WORK REQUIRED | Scan the entries for lines with the word "body", then copy those lines.

• • • • •

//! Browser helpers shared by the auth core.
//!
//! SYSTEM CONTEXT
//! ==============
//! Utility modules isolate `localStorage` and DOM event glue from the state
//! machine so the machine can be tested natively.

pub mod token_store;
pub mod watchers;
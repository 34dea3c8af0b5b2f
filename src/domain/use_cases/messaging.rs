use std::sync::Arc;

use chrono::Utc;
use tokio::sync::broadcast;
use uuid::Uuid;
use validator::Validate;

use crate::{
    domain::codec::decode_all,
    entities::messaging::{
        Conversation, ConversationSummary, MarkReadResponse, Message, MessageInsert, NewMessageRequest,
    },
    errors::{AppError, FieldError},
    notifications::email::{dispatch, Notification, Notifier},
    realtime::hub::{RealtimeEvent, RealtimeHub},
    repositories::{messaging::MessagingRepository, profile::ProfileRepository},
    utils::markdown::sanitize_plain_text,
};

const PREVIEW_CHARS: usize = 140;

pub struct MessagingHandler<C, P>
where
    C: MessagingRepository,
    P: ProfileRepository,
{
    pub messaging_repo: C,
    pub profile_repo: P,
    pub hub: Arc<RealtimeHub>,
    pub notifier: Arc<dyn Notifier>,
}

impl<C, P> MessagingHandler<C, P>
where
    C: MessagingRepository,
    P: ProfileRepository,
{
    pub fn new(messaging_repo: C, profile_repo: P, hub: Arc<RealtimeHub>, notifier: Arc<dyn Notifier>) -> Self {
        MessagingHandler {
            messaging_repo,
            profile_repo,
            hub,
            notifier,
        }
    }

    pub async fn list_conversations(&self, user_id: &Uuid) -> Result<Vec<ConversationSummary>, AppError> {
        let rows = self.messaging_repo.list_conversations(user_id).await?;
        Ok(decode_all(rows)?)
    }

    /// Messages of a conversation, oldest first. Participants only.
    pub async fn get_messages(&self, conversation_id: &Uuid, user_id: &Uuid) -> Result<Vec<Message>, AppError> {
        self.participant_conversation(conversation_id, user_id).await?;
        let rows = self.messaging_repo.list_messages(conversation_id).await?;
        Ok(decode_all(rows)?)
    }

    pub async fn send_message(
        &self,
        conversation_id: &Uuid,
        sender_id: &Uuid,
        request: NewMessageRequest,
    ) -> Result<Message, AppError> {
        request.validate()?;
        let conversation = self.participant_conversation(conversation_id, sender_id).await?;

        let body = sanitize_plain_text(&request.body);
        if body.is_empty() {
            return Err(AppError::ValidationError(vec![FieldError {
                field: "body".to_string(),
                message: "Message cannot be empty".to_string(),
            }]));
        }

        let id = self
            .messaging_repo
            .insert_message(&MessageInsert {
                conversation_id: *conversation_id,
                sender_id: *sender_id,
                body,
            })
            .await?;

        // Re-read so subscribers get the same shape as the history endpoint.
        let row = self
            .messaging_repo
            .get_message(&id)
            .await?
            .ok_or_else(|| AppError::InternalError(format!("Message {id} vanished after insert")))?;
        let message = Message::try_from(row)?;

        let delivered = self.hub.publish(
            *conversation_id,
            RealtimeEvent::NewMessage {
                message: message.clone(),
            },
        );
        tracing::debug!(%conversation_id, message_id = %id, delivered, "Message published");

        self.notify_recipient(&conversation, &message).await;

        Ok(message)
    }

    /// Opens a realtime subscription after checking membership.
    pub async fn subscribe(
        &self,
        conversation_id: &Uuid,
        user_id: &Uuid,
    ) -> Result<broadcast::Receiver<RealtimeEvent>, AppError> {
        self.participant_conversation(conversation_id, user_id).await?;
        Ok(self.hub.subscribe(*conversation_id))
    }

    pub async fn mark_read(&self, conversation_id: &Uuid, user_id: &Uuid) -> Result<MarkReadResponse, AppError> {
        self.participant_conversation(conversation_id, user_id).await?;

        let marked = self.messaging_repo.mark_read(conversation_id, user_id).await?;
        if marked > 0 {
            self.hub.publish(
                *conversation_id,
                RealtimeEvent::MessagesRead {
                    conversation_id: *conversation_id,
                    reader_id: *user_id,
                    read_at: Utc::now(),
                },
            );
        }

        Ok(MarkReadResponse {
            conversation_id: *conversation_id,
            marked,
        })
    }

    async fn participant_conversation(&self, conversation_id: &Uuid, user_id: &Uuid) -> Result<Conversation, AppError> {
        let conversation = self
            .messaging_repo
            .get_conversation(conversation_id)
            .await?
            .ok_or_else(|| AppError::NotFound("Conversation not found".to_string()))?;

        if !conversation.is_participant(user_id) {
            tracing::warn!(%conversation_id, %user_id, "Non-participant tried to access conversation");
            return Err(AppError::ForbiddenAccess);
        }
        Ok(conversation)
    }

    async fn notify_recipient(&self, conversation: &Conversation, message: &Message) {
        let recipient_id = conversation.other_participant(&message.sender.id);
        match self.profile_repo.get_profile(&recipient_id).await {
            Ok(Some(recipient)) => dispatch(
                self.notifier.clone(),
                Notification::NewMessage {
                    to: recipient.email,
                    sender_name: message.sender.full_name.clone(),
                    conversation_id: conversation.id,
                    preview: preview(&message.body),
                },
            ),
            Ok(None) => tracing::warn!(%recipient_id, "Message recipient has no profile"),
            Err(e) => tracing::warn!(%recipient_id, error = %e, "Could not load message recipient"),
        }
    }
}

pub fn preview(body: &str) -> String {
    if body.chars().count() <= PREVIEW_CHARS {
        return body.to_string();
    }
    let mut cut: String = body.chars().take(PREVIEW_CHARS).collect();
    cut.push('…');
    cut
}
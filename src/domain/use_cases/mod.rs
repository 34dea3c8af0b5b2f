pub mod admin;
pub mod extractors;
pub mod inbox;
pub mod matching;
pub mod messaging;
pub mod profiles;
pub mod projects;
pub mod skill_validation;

• • • • •

ANSWER SPACE |
        let body = sanitize_plain_text(&request.body);
        if body.is_empty() {
                field: "body".to_string(),
                body,
                    preview: preview(&message.body),
pub fn preview(body: &str) -> String {
    if body.chars().count() <= PREVIEW_CHARS {
        return body.to_string();
    let mut cut: String = body.chars().take(PREVIEW_CHARS).collect();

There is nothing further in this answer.